Activity
Which of the lines in the data mention the string "AggregatorConfig"? List them all.

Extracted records
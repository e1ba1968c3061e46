//! End-to-end run over a small literal input

use super::quiet_driver;
use crate::models::{
    AirportAmountsRow, AirportCategory, DistanceSummaryRow, PassengerAverageRow, TimeOfDay,
};
use crate::processor::CsvChunkSource;
use crate::report::Report;
use crate::test_helpers::{TripRowBuilder, csv_input, with_invalid_utf8};
use chrono::NaiveDate;

const INPUT: &str = "\
VendorID,tpep_pickup_datetime,tpep_dropoff_datetime,passenger_count,trip_distance,RatecodeID,store_and_fwd_flag,PULocationID,DOLocationID,payment_type,fare_amount,extra,mta_tax,tip_amount,tolls_amount,improvement_surcharge,total_amount,congestion_surcharge,Airport_fee
2,2024-01-15 08:00:00,2024-01-15 08:25:00,2,5.0,2,N,132,236,1,70.0,0.0,0.5,10.0,6.94,1.0,60.0,2.5,1.75
1,2024-01-15 09:10:00,2024-01-15 09:30:00,1,1.2,1,N,132,161,1,10.0,0.0,0.5,2.0,0.0,1.0,15.0,2.5,0.0
2,2024-01-15 13:00:00,2024-01-15 13:40:00,1,abc,2,N,132,50,1,70.0,0.0,0.5,5.0,0.0,1.0,80.0,2.5,1.75
2,2024-01-16 23:00:00,2024-01-16 23:15:00,4,0.0,2,N,048,132,2,70.0,0.0,0.5,5.0,0.0,1.0,45.0,2.5,1.75
1,2024-01-16 18:30:00,2024-01-16 18:50:00,,3.5,,N,048,230,1,20.0,0.0,0.5,4.0,0.0,1.0,25.0,2.5,0.0
";

fn date(day: u32) -> NaiveDate {
    NaiveDate::from_ymd_opt(2024, 1, day).unwrap()
}

#[test]
fn test_five_row_run_produces_literal_reports() {
    let mut source = CsvChunkSource::new(INPUT.as_bytes(), 2).unwrap();
    let run = quiet_driver(2).run(&mut source).unwrap();

    assert_eq!(
        run.reports.distance,
        Report::Rows(vec![
            DistanceSummaryRow {
                date: date(15),
                time_of_day: TimeOfDay::Morning,
                shortest_distance: 1.2,
                longest_distance: 5.0,
            },
            DistanceSummaryRow {
                date: date(16),
                time_of_day: TimeOfDay::Evening,
                shortest_distance: 3.5,
                longest_distance: 3.5,
            },
        ])
    );

    assert_eq!(
        run.reports.airport,
        Report::Rows(vec![
            AirportAmountsRow {
                category: AirportCategory::Jfk,
                total_amount: 105.0,
                tip_amount: 15.0,
                tolls_amount: 6.94,
            },
            AirportAmountsRow {
                category: AirportCategory::Newark,
                total_amount: 0.0,
                tip_amount: 0.0,
                tolls_amount: 0.0,
            },
            AirportAmountsRow {
                category: AirportCategory::NassauWestchester,
                total_amount: 0.0,
                tip_amount: 0.0,
                tolls_amount: 0.0,
            },
        ])
    );

    assert_eq!(
        run.reports.passenger,
        Report::Rows(vec![
            PassengerAverageRow {
                date: date(15),
                pickup_location_id: "132".to_string(),
                average_passenger_count: 1.5,
            },
            PassengerAverageRow {
                date: date(16),
                pickup_location_id: "048".to_string(),
                average_passenger_count: 2.0,
            },
        ])
    );

    assert_eq!(run.stats.rows_read, 5);
    assert_eq!(run.stats.rows_normalized, 4);
    assert_eq!(run.stats.rows_failed, 1);
    assert_eq!(run.stats.distance_eligible, 3);
    assert_eq!(run.stats.airport_trips, 2);
    assert_eq!(run.stats.chunks_processed, 3);
    assert!(run.stats.failures[0].starts_with("Row 3:"));
}

#[test]
fn test_all_rows_malformed_yields_no_data() {
    let input = "\
tpep_pickup_datetime,tpep_dropoff_datetime,passenger_count,trip_distance,RatecodeID,PULocationID,tip_amount,tolls_amount,total_amount
2024-01-15 08:00:00,2024-01-15 08:25:00,1,x,1,132,1.0,0.0,10.0
15/01/2024 08:00,2024-01-15 08:25:00,1,2.0,1,132,1.0,0.0,10.0
";
    let mut source = CsvChunkSource::new(input.as_bytes(), 10).unwrap();
    let run = quiet_driver(10).run(&mut source).unwrap();

    assert_eq!(run.stats.rows_failed, 2);
    assert!(run.reports.distance.is_empty());
    assert!(run.reports.passenger.is_empty());
    assert_eq!(run.reports.airport.len(), 3);
}

#[test]
fn test_undecodable_bytes_fail_only_their_row() {
    let rows = vec![
        TripRowBuilder::new().passengers("1"),
        TripRowBuilder::new().vendor("@@").passengers("3"),
        TripRowBuilder::new().distance("2.@@").passengers("6"),
        TripRowBuilder::new().passengers("2"),
    ];
    let input = with_invalid_utf8(&csv_input(&rows), "@@");
    let mut source = CsvChunkSource::new(input.as_slice(), 2).unwrap();
    let run = quiet_driver(2).run(&mut source).unwrap();

    assert_eq!(run.stats.rows_read, 4);
    assert_eq!(run.stats.rows_normalized, 3);
    assert_eq!(run.stats.rows_failed, 1);
    assert!(run.stats.failures[0].starts_with("Row 3:"));
    assert!(run.stats.failures[0].contains("trip_distance"));

    assert_eq!(
        run.reports.passenger,
        Report::Rows(vec![PassengerAverageRow {
            date: date(15),
            pickup_location_id: "161".to_string(),
            average_passenger_count: 2.0,
        }])
    );
}
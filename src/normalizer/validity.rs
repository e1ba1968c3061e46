//! Trip validity filter and time-of-day classification
//!
//! The validity filter guards the distance extremes only. Airport totals and
//! passenger averages never consult it: payment figures are kept even for
//! trips with meter anomalies.

use crate::constants::{
    AFTERNOON_START_HOUR, EVENING_START_HOUR, MAX_TRIP_DISTANCE, MIN_TRIP_DURATION_SECS,
    MORNING_START_HOUR, NIGHT_START_HOUR,
};
use crate::models::{TimeOfDay, TripRecord};
use chrono::{TimeDelta, Timelike};

/// Check whether a trip is trustworthy enough for distance extremes
///
/// A trip is rejected when the dropoff precedes the pickup, the distance is
/// exactly zero or above [`MAX_TRIP_DISTANCE`], or it lasted less than
/// [`MIN_TRIP_DURATION_SECS`].
pub fn is_valid_trip(trip: &TripRecord) -> bool {
    if trip.dropoff_datetime < trip.pickup_datetime {
        return false;
    }

    if trip.trip_distance == 0.0 || trip.trip_distance > MAX_TRIP_DISTANCE {
        return false;
    }

    let duration = trip.dropoff_datetime - trip.pickup_datetime;
    duration >= TimeDelta::seconds(MIN_TRIP_DURATION_SECS)
}

/// Bucket a pickup hour (0-23) into a time of day
pub fn time_of_day(hour: u32) -> TimeOfDay {
    match hour {
        h if (MORNING_START_HOUR..AFTERNOON_START_HOUR).contains(&h) => TimeOfDay::Morning,
        h if (AFTERNOON_START_HOUR..EVENING_START_HOUR).contains(&h) => TimeOfDay::Afternoon,
        h if (EVENING_START_HOUR..NIGHT_START_HOUR).contains(&h) => TimeOfDay::Evening,
        _ => TimeOfDay::Night,
    }
}

/// Time of day of a trip's pickup
pub fn pickup_time_of_day(trip: &TripRecord) -> TimeOfDay {
    time_of_day(trip.pickup_datetime.hour())
}
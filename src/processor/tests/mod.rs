//! Tests for the chunked aggregation engine
//!
//! Exercise the pipeline on in-memory CSV inputs: chunking, per-row failure
//! isolation, chunk-size invariance and a literal end-to-end run.

pub mod chunk_processing;
pub mod end_to_end;

use crate::config::AggregatorConfig;
use crate::processor::AggregationDriver;

/// Driver with the given chunk size and no progress output
pub fn quiet_driver(chunk_size: usize) -> AggregationDriver {
    AggregationDriver::new(
        AggregatorConfig::default()
            .with_chunk_size(chunk_size)
            .without_progress(),
    )
    .unwrap()
}
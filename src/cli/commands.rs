//! Command implementation for the trip aggregator CLI
//!
//! Runs the aggregation on a blocking task, publishes the reports and prints
//! a run summary.

use crate::cli::args::Args;
use crate::processor::{AggregationDriver, RunStats};
use crate::report::{FileReportSink, PublishSummary, publish_reports};
use anyhow::{Context, Result};
use colored::*;
use tracing::{debug, info};

/// Set up structured logging on stderr
pub fn setup_logging(args: &Args) -> Result<()> {
    use tracing_subscriber::{EnvFilter, fmt, layer::SubscriberExt, util::SubscriberInitExt};

    let log_level = args.get_log_level();

    let filter = EnvFilter::try_from_default_env()
        .unwrap_or_else(|_| EnvFilter::new(format!("taxi_trip_aggregator={}", log_level)));

    tracing_subscriber::registry()
        .with(filter)
        .with(
            fmt::layer()
                .with_target(false)
                .with_level(true)
                .with_timer(fmt::time::uptime())
                .with_writer(std::io::stderr),
        )
        .try_init()
        .context("Failed to initialize logging")?;

    debug!("Logging initialized at level: {}", log_level);
    Ok(())
}

/// Main command runner
///
/// 1. Set up logging and validate arguments
/// 2. Fold the input chunk by chunk on a blocking task
/// 3. Publish the three reports
/// 4. Print the run summary
pub async fn run(args: Args) -> Result<RunStats> {
    setup_logging(&args)?;
    debug!("Command line arguments: {:?}", args);

    args.validate()?;
    let config = args.to_config()?;
    let output_format = config.output_format;
    let driver = AggregationDriver::new(config)?;

    info!("Aggregating trips from {}", args.input_path.display());
    let input_path = args.input_path.clone();
    let run = tokio::task::spawn_blocking(move || driver.run_path(&input_path))
        .await
        .context("Aggregation task failed")?
        .with_context(|| format!("Failed to aggregate {}", args.input_path.display()))?;

    let mut sink = FileReportSink::new(&args.output_dir, output_format);
    let summary = publish_reports(&mut sink, &run.reports);

    if !args.quiet {
        print_summary(&run.stats, &summary, run.elapsed);
    }

    if !summary.is_success() {
        anyhow::bail!(
            "{} of 3 reports could not be written",
            summary.failures.len()
        );
    }

    info!("Processing complete!");
    Ok(run.stats)
}

fn print_summary(stats: &RunStats, summary: &PublishSummary, elapsed: std::time::Duration) {
    println!("\n{}", "Aggregation Summary".bright_green().bold());
    println!(
        "  {} {}ms",
        "Time elapsed:".bright_cyan(),
        elapsed.as_millis().to_string().bright_white()
    );
    println!(
        "  {} {} in {} chunks",
        "Rows read:".bright_cyan(),
        stats.rows_read.to_string().bright_white().bold(),
        stats.chunks_processed
    );
    println!(
        "  {} {} ({:.1}%)",
        "Rows folded:".bright_cyan(),
        stats.rows_normalized.to_string().bright_white(),
        stats.success_rate()
    );
    if stats.rows_failed > 0 {
        println!(
            "  {} {}",
            "Rows skipped:".bright_red(),
            stats.rows_failed.to_string().bright_red().bold()
        );
    }
    for path in &summary.written {
        println!("  {} {}", "Written:".bright_green(), path.display());
    }
    for kind in &summary.skipped {
        println!("  {} {} (no data)", "Skipped:".bright_yellow(), kind);
    }
    for (kind, error) in &summary.failures {
        println!("  {} {}: {}", "Failed:".bright_red(), kind, error);
    }
}
//! Row normalization and trip validity rules
//!
//! Turns raw CSV records into typed [`TripRecord`](crate::models::TripRecord)s
//! and classifies them for the accumulators.
//!
//! ## Architecture
//!
//! - [`column_mapping`] - Resolves the required columns against the input header once
//! - [`field_parsers`] - Per-field parsing with blank-value defaults
//! - [`record_parser`] - Builds a full trip record or a [`ParseFailure`](crate::models::ParseFailure)
//! - [`validity`] - Distance validity filter and time-of-day bucketing
//!
//! Defaulting happens before failure checks: a blank rate code or passenger
//! count never rejects a row, only non-numeric values do.

pub mod column_mapping;
pub mod field_parsers;
pub mod record_parser;
pub mod validity;

#[cfg(test)]
pub mod tests;

pub use column_mapping::ColumnMapping;
pub use record_parser::normalize_row;
pub use validity::{is_valid_trip, pickup_time_of_day, time_of_day};
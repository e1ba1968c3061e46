//! Report persistence
//!
//! A sink receives each finalized report independently. Reports without data
//! are skipped with a warning instead of producing header-only files, and a
//! failed write never prevents the remaining reports from being written.

use super::frame::ReportFrame;
use super::{FinalReports, Report, ReportKind};
use crate::config::OutputFormat;
use crate::constants::report_filename;
use crate::error::{Result, TripError};
use polars::prelude::*;
use std::fs;
use std::path::{Path, PathBuf};
use tempfile::NamedTempFile;
use tracing::{debug, error, info, warn};

/// What a sink did with one report
#[derive(Debug, Clone, PartialEq, Eq)]
pub enum SinkOutcome {
    Written(PathBuf),
    Skipped,
}

/// Destination for finalized reports
pub trait ReportSink {
    fn write_report<T: ReportFrame>(
        &mut self,
        kind: ReportKind,
        report: &Report<T>,
    ) -> Result<SinkOutcome>;
}

/// Writes reports as files into an output directory
#[derive(Debug, Clone)]
pub struct FileReportSink {
    output_dir: PathBuf,
    format: OutputFormat,
}

impl FileReportSink {
    pub fn new(output_dir: impl Into<PathBuf>, format: OutputFormat) -> Self {
        Self {
            output_dir: output_dir.into(),
            format,
        }
    }

    /// Path a report of the given kind is written to
    pub fn report_path(&self, kind: ReportKind) -> PathBuf {
        self.output_dir
            .join(report_filename(kind.file_stem(), self.format.extension()))
    }

    /// Write to a temporary file beside the destination, then rename it into place
    fn write_frame_atomically(&self, frame: &mut DataFrame, path: &Path) -> Result<()> {
        let mut temp_file = NamedTempFile::new_in(&self.output_dir)?;

        match self.format {
            OutputFormat::Csv => {
                CsvWriter::new(temp_file.as_file_mut())
                    .include_header(true)
                    .finish(frame)?;
            }
            OutputFormat::Parquet => {
                ParquetWriter::new(temp_file.as_file_mut())
                    .with_compression(ParquetCompression::Snappy)
                    .finish(frame)?;
            }
        }

        temp_file.persist(path).map_err(|e| TripError::Persist {
            path: path.to_path_buf(),
            reason: e.to_string(),
        })?;
        Ok(())
    }
}

impl ReportSink for FileReportSink {
    fn write_report<T: ReportFrame>(
        &mut self,
        kind: ReportKind,
        report: &Report<T>,
    ) -> Result<SinkOutcome> {
        let path = self.report_path(kind);

        let rows = match report {
            Report::NoData => {
                warn!("No data to write for {}", kind);
                return Ok(SinkOutcome::Skipped);
            }
            Report::Rows(rows) => rows,
        };

        fs::create_dir_all(&self.output_dir)?;

        let mut frame = T::to_frame(rows)?;
        debug!(
            "Writing {} rows x {} columns to {}",
            frame.height(),
            frame.width(),
            path.display()
        );
        self.write_frame_atomically(&mut frame, &path)?;

        info!("The results have been saved to {}", path.display());
        Ok(SinkOutcome::Written(path))
    }
}

/// Result of delivering all three reports
#[derive(Debug, Default)]
pub struct PublishSummary {
    pub written: Vec<PathBuf>,
    pub skipped: Vec<ReportKind>,
    pub failures: Vec<(ReportKind, TripError)>,
}

impl PublishSummary {
    fn record(&mut self, kind: ReportKind, outcome: Result<SinkOutcome>) {
        match outcome {
            Ok(SinkOutcome::Written(path)) => self.written.push(path),
            Ok(SinkOutcome::Skipped) => self.skipped.push(kind),
            Err(e) => {
                error!("An error occurred while writing {}: {}", kind, e);
                self.failures.push((kind, e));
            }
        }
    }

    pub fn is_success(&self) -> bool {
        self.failures.is_empty()
    }
}

/// Deliver every report to the sink; one failed report does not stop the others
pub fn publish_reports<S: ReportSink>(sink: &mut S, reports: &FinalReports) -> PublishSummary {
    let mut summary = PublishSummary::default();

    summary.record(
        ReportKind::Distance,
        sink.write_report(ReportKind::Distance, &reports.distance),
    );
    summary.record(
        ReportKind::Airport,
        sink.write_report(ReportKind::Airport, &reports.airport),
    );
    summary.record(
        ReportKind::Passenger,
        sink.write_report(ReportKind::Passenger, &reports.passenger),
    );

    summary
}
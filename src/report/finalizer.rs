//! Conversion of accumulator state into report rows

use super::Report;
use crate::accumulator::AccumulatorSet;
use crate::constants::AVERAGE_DECIMAL_PLACES;
use crate::models::{AirportAmountsRow, DistanceSummaryRow, PassengerAverageRow};
use tracing::debug;

/// Rows of all three reports for one run
#[derive(Debug, Clone, PartialEq)]
pub struct FinalReports {
    pub distance: Report<DistanceSummaryRow>,
    pub airport: Report<AirportAmountsRow>,
    pub passenger: Report<PassengerAverageRow>,
}

/// Finalize the accumulators of a completed run
pub fn finalize(accumulators: &AccumulatorSet) -> FinalReports {
    let distance: Vec<_> = accumulators
        .distance
        .iter()
        .map(|((date, time_of_day), range)| DistanceSummaryRow {
            date: *date,
            time_of_day: *time_of_day,
            shortest_distance: range.shortest,
            longest_distance: range.longest,
        })
        .collect();

    let airport: Vec<_> = accumulators
        .airport
        .iter()
        .map(|(category, totals)| AirportAmountsRow {
            category,
            total_amount: totals.total_amount,
            tip_amount: totals.tip_amount,
            tolls_amount: totals.tolls_amount,
        })
        .collect();

    let passenger: Vec<_> = accumulators
        .passenger
        .iter()
        .filter_map(|(date, location, tally)| {
            tally.average().map(|average| PassengerAverageRow {
                date,
                pickup_location_id: location.to_string(),
                average_passenger_count: round_to(average, AVERAGE_DECIMAL_PLACES),
            })
        })
        .collect();

    debug!(
        "Finalized {} distance rows, {} airport rows, {} passenger rows",
        distance.len(),
        airport.len(),
        passenger.len()
    );

    FinalReports {
        distance: Report::from_rows(distance),
        airport: Report::from_rows(airport),
        passenger: Report::from_rows(passenger),
    }
}

/// Round to the given number of decimal places
///
/// Rounding works on the exact binary value, so `0.025` (stored just above
/// the tie) becomes `0.03`. Only exact binary ties go to the even digit.
pub fn round_to(value: f64, places: usize) -> f64 {
    format!("{:.*}", places, value).parse().unwrap_or(value)
}
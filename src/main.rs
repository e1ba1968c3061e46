use clap::Parser;
use std::process;
use taxi_trip_aggregator::TripError;
use taxi_trip_aggregator::cli::{args::Args, commands};

fn main() {
    let args = Args::parse();

    let runtime = tokio::runtime::Runtime::new().unwrap_or_else(|e| {
        eprintln!("Failed to create async runtime: {}", e);
        process::exit(1);
    });

    let result = runtime.block_on(async {
        let shutdown_signal = async {
            if let Err(e) = tokio::signal::ctrl_c().await {
                eprintln!("Failed to install CTRL+C signal handler: {}", e);
                std::future::pending::<()>().await;
            }
        };

        // Reports are written only after aggregation completes, so an
        // interrupt never leaves a partial report on disk.
        tokio::select! {
            result = commands::run(args) => result,
            _ = shutdown_signal => {
                eprintln!("\nReceived CTRL+C, shutting down...");
                Err(TripError::interrupted("Processing interrupted by user").into())
            }
        }
    });

    match result {
        Ok(_stats) => process::exit(0),
        Err(error) => {
            eprintln!("Error: {:#}", error);
            process::exit(1);
        }
    }
}
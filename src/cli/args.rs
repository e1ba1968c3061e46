//! Command line argument definitions
//!
//! Maps the command line onto an [`AggregatorConfig`] and the input/output
//! locations of a run.

use crate::config::{AggregatorConfig, OutputFormat};
use crate::constants::DEFAULT_CHUNK_SIZE;
use crate::error::{Result, TripError};
use clap::{ArgAction, Parser};
use std::path::PathBuf;

#[derive(Parser, Debug, Clone)]
#[command(name = "taxi_trip_aggregator")]
#[command(
    about = "Aggregate NYC yellow taxi trip records into distance, airport payment and passenger summaries"
)]
#[command(version = env!("CARGO_PKG_VERSION"))]
pub struct Args {
    /// Trip records in CSV format (e.g. yellow_tripdata_2024-01.csv)
    #[arg(value_name = "INPUT_CSV")]
    pub input_path: PathBuf,

    /// Folder the summary reports are written to (created if missing)
    #[arg(value_name = "OUTPUT_DIR")]
    pub output_dir: PathBuf,

    /// Rows folded per chunk; bounds memory, never changes results
    #[arg(long, default_value_t = DEFAULT_CHUNK_SIZE)]
    pub chunk_size: usize,

    /// Report format (csv, parquet)
    #[arg(long, default_value = "csv")]
    pub format: String,

    /// Increase logging verbosity (-v info, -vv debug, -vvv trace)
    #[arg(short, long, action = ArgAction::Count)]
    pub verbose: u8,

    /// Only log errors and hide the progress spinner
    #[arg(short, long)]
    pub quiet: bool,
}

impl Args {
    /// Validate the arguments for consistency
    pub fn validate(&self) -> Result<()> {
        if !self.input_path.is_file() {
            return Err(TripError::InputNotFound {
                path: self.input_path.clone(),
            });
        }

        if self.output_dir.exists() && !self.output_dir.is_dir() {
            return Err(TripError::configuration(format!(
                "Output path is not a directory: {}",
                self.output_dir.display()
            )));
        }

        if self.chunk_size == 0 {
            return Err(TripError::configuration("--chunk-size must be at least 1"));
        }

        Ok(())
    }

    /// Build the run configuration from the arguments
    pub fn to_config(&self) -> Result<AggregatorConfig> {
        let output_format: OutputFormat = self.format.parse()?;
        let mut config = AggregatorConfig::default()
            .with_chunk_size(self.chunk_size)
            .with_output_format(output_format);
        if !self.show_progress() {
            config = config.without_progress();
        }
        config.validate()?;
        Ok(config)
    }

    /// Get the log level based on verbosity flags
    pub fn get_log_level(&self) -> &'static str {
        if self.quiet {
            "error"
        } else {
            match self.verbose {
                0 => "warn",
                1 => "info",
                2 => "debug",
                _ => "trace",
            }
        }
    }

    /// Check if we should show progress bars (not in quiet mode)
    pub fn show_progress(&self) -> bool {
        !self.quiet
    }
}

Answer space
use crate::config::AggregatorConfig;
        AggregatorConfig::default()
//! Maps the command line onto an [`AggregatorConfig`] and the input/output
use crate::config::{AggregatorConfig, OutputFormat};
    pub fn to_config(&self) -> Result<AggregatorConfig> {
        let mut config = AggregatorConfig::default()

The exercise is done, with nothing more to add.